Playtime is a 1967 film by French director Jacques Tati. As a critique of modern urban life and comedy of personal pratfalls, it is unique and iconic, yet with echoes of Charlie Chaplin and Buster Keaton, Fritz Lang’s Metropolis and Terry Gilliam’s Brazil. With the barest of story lines (one hapless wanderer encountering another for a few moments of charmed connection), the film proceeds with a pace that begins with excruciating calm and ascends with the organic chaos of life to a crescendo—set by a restaurant band that converts the autonomous drones of the opening to a gyrating dance collective, fueled by copious alcohol served by frantic staff—and then winds down, just as organically, to its dénouement.
Tati’s art is distinctive in revealing our humanity almost exclusively through movement and sound. The absence of dialogue is a revelation, opening to the wonder of raw human experience uncluttered with warring dialogue, nonstop chatter. Here the cacaphony of crowds suffices, distancing us from irrelevant speech and replacing it with pure observation, sensed familiarity and comic surprise.

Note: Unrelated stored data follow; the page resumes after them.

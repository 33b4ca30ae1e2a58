/// Account manager: registration, login, and session validation
use crate::{
    account::{Principal, Session, User},
    error::{ApiError, ApiResult, ValidationCode},
};
use argon2::{
    password_hash::{rand_core::OsRng, PasswordHash, PasswordHasher, PasswordVerifier, SaltString},
    Argon2,
};
use chrono::{DateTime, Duration, Utc};
use rand::RngCore;
use sqlx::{Row, SqlitePool};
use uuid::Uuid;

/// Account manager service
pub struct AccountManager {
    db: SqlitePool,
    session_ttl: Duration,
}

impl AccountManager {
    /// Create a new account manager
    pub fn new(db: SqlitePool, session_ttl: Duration) -> Self {
        Self { db, session_ttl }
    }

    /// Register a new user
    pub async fn register(&self, email: &str, password: &str) -> ApiResult<User> {
        self.validate_email(email)?;
        self.validate_password(password)?;

        let password_hash = hash_password(password)?;
        let now = Utc::now();

        let row = sqlx::query(
            "INSERT INTO users (email, password_hash, created_at) VALUES (?1, ?2, ?3) RETURNING id",
        )
        .bind(email)
        .bind(&password_hash)
        .bind(now)
        .fetch_one(&self.db)
        .await
        .map_err(|e| {
            if crate::db::is_unique_violation(&e) {
                ApiError::EmailTaken
            } else {
                ApiError::Database(e)
            }
        })?;

        Ok(User {
            id: row.get("id"),
            email: email.to_string(),
            password_hash,
            created_at: now,
        })
    }

    /// Authenticate and open a session
    pub async fn login(&self, email: &str, password: &str) -> ApiResult<(User, Session)> {
        let user = self
            .find_by_email(email)
            .await?
            .ok_or_else(|| ApiError::Authentication("Invalid credentials".to_string()))?;

        if !verify_password(password, &user.password_hash)? {
            return Err(ApiError::Authentication("Invalid credentials".to_string()));
        }

        let session = self.create_session(user.id).await?;

        Ok((user, session))
    }

    /// Create a session for a user
    pub async fn create_session(&self, user_id: i64) -> ApiResult<Session> {
        let session = Session {
            id: Uuid::new_v4().to_string(),
            user_id,
            token: generate_token(),
            created_at: Utc::now(),
            expires_at: Utc::now() + self.session_ttl,
        };

        sqlx::query(
            "INSERT INTO sessions (id, user_id, token, created_at, expires_at)
             VALUES (?1, ?2, ?3, ?4, ?5)",
        )
        .bind(&session.id)
        .bind(session.user_id)
        .bind(&session.token)
        .bind(session.created_at)
        .bind(session.expires_at)
        .execute(&self.db)
        .await?;

        Ok(session)
    }

    /// Resolve a session token to its principal
    pub async fn validate_session(&self, token: &str) -> ApiResult<Principal> {
        let row = sqlx::query(
            "SELECT sessions.user_id, sessions.expires_at, users.email
             FROM sessions JOIN users ON users.id = sessions.user_id
             WHERE sessions.token = ?1",
        )
        .bind(token)
        .fetch_optional(&self.db)
        .await?
        .ok_or_else(|| ApiError::Authentication("Invalid or expired session".to_string()))?;

        let expires_at: DateTime<Utc> = row.get("expires_at");
        if Utc::now() > expires_at {
            return Err(ApiError::Authentication("Session expired".to_string()));
        }

        Ok(Principal {
            user_id: row.get("user_id"),
            email: row.get("email"),
        })
    }

    /// Delete a session (logout). Unknown tokens are ignored.
    pub async fn logout(&self, token: &str) -> ApiResult<()> {
        sqlx::query("DELETE FROM sessions WHERE token = ?1")
            .bind(token)
            .execute(&self.db)
            .await?;

        Ok(())
    }

    /// Find a user by email
    pub async fn find_by_email(&self, email: &str) -> ApiResult<Option<User>> {
        let row = sqlx::query(
            "SELECT id, email, password_hash, created_at FROM users WHERE email = ?1",
        )
        .bind(email)
        .fetch_optional(&self.db)
        .await?;

        Ok(row.map(|row| User {
            id: row.get("id"),
            email: row.get("email"),
            password_hash: row.get("password_hash"),
            created_at: row.get("created_at"),
        }))
    }

    fn validate_email(&self, email: &str) -> ApiResult<()> {
        let (local, domain) = email
            .split_once('@')
            .ok_or(ApiError::Validation(ValidationCode::EmailInvalid))?;

        if local.is_empty() || domain.is_empty() {
            return Err(ApiError::Validation(ValidationCode::EmailInvalid));
        }

        Ok(())
    }

    fn validate_password(&self, password: &str) -> ApiResult<()> {
        if password.len() < 6 {
            return Err(ApiError::Validation(ValidationCode::PasswordTooShort));
        }

        Ok(())
    }
}

/// Opaque session token: 32 random bytes, hex encoded
fn generate_token() -> String {
    let mut bytes = [0u8; 32];
    rand::thread_rng().fill_bytes(&mut bytes);
    hex::encode(bytes)
}

fn hash_password(password: &str) -> ApiResult<String> {
    let salt = SaltString::generate(&mut OsRng);

    Argon2::default()
        .hash_password(password.as_bytes(), &salt)
        .map(|hash| hash.to_string())
        .map_err(|e| ApiError::Internal(format!("Password hashing failed: {}", e)))
}

fn verify_password(password: &str, hash: &str) -> ApiResult<bool> {
    let parsed = PasswordHash::new(hash)
        .map_err(|e| ApiError::Internal(format!("Stored password hash is invalid: {}", e)))?;

    Ok(Argon2::default()
        .verify_password(password.as_bytes(), &parsed)
        .is_ok())
}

The film’s constant magic is cast by impeccable choreography throughout, each step and hand gesture, each pedestrian crossing or lobby an arena for artful passing, or sudden collision, fish platter in hand. The chief character, Monsieur Hulot (played by the director himself) is a masterpiece set within a masterpiece, for his is a picture of awkwardness, yet with every misstep placed just so.
To return to theme… The futuristic set and mechanical movements of the citizens and tourists, each bent on their private mission in the city hive, paints a stark critique of burgeoning urban life as the sixties manifested…. all concrete and glass and steel, everything both transparent through glass and separated by glass… equipped with mysterious electronic systems and cheap construction (tiles, scaffolding) that fails.

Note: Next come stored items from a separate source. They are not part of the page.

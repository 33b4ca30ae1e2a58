/// Supported image content types
///
/// A closed allow list. Each variant carries its MIME type and the file
/// extension used for the stored blob. The declared MIME is the trust
/// boundary; bytes are not inspected.

#[derive(Debug, Clone, Copy, PartialEq, Eq)]
pub enum ImageType {
    Jpeg,
    Jpg,
    Png,
    Webp,
}

impl ImageType {
    /// Canonical name, also the database representation
    pub fn canonical_name(&self) -> &'static str {
        match self {
            ImageType::Jpeg => "JPEG",
            ImageType::Jpg => "JPG",
            ImageType::Png => "PNG",
            ImageType::Webp => "WEBP",
        }
    }

    /// MIME type used when serving the blob back
    pub fn mime(&self) -> &'static str {
        match self {
            ImageType::Jpeg => "image/jpeg",
            ImageType::Jpg => "image/jpg",
            ImageType::Png => "image/png",
            ImageType::Webp => "image/webp",
        }
    }

    /// Extension appended to the generated stored name
    pub fn extension(&self) -> &'static str {
        match self {
            ImageType::Jpeg => ".jpeg",
            ImageType::Jpg => ".jpg",
            ImageType::Png => ".png",
            ImageType::Webp => ".webp",
        }
    }

    /// Find a type by declared MIME, matched case-insensitively.
    ///
    /// Returns `None` when the MIME is absent or not on the allow list.
    pub fn from_mime(mime: Option<&str>) -> Option<Self> {
        let mime = mime?;
        [ImageType::Jpeg, ImageType::Jpg, ImageType::Png, ImageType::Webp]
            .into_iter()
            .find(|t| t.mime().eq_ignore_ascii_case(mime))
    }

    /// Decode the database representation
    pub fn from_canonical_name(name: &str) -> Option<Self> {
        match name {
            "JPEG" => Some(ImageType::Jpeg),
            "JPG" => Some(ImageType::Jpg),
            "PNG" => Some(ImageType::Png),
            "WEBP" => Some(ImageType::Webp),
            _ => None,
        }
    }
}

#[cfg(test)]
mod tests {
    use super::*;

    #[test]
    fn resolves_allow_listed_mimes() {
        assert_eq!(ImageType::from_mime(Some("image/png")), Some(ImageType::Png));
        assert_eq!(ImageType::from_mime(Some("image/jpeg")), Some(ImageType::Jpeg));
        assert_eq!(ImageType::from_mime(Some("image/jpg")), Some(ImageType::Jpg));
        assert_eq!(ImageType::from_mime(Some("image/webp")), Some(ImageType::Webp));
    }

    #[test]
    fn mime_match_is_case_insensitive() {
        assert_eq!(ImageType::from_mime(Some("IMAGE/PNG")), Some(ImageType::Png));
        assert_eq!(ImageType::from_mime(Some("Image/WebP")), Some(ImageType::Webp));
    }

    #[test]
    fn rejects_unknown_and_missing_mimes() {
        assert_eq!(ImageType::from_mime(Some("image/gif")), None);
        assert_eq!(ImageType::from_mime(Some("application/pdf")), None);
        assert_eq!(ImageType::from_mime(None), None);
    }

    #[test]
    fn canonical_names_round_trip() {
        for t in [ImageType::Jpeg, ImageType::Jpg, ImageType::Png, ImageType::Webp] {
            assert_eq!(ImageType::from_canonical_name(t.canonical_name()), Some(t));
        }
        assert_eq!(ImageType::from_canonical_name("GIF"), None);
    }

    #[test]
    fn extensions_match_variants() {
        assert_eq!(ImageType::Png.extension(), ".png");
        assert_eq!(ImageType::Webp.extension(), ".webp");
    }
}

Yet the film’s humanity redeems even in the clumsiness of the efforts of M. Hulot and others to perform their required duties. Here too is an echo of Monty Python at play, or Fellini… with the clowns and freaks each trying to make the best of an impossible situation, to find their purpose in the grand charade. Thus the party winds down with a volunteer band and general singing and shouting, a coming to life of the city in the early hours of the next day. The innocent American tourist, a laggard from the group of chatty Midwesterners, finally catches her moment to photograph a flower vendor and deliveryman on the morning street.
All is forgiven, all redeemed, by the innocence of a couple of inveterate humans who stray from the programmed herd, who find connection with each other in simple happenstance. Connection is also realized with the audience (fifty-five years later, and counting) in need of a laugh-cleansing detour, a stepping aside from the one-way corridor to a dehumanizing futurism. Playtime calls for each of us to witness our own halting movements through this hurried world of separation.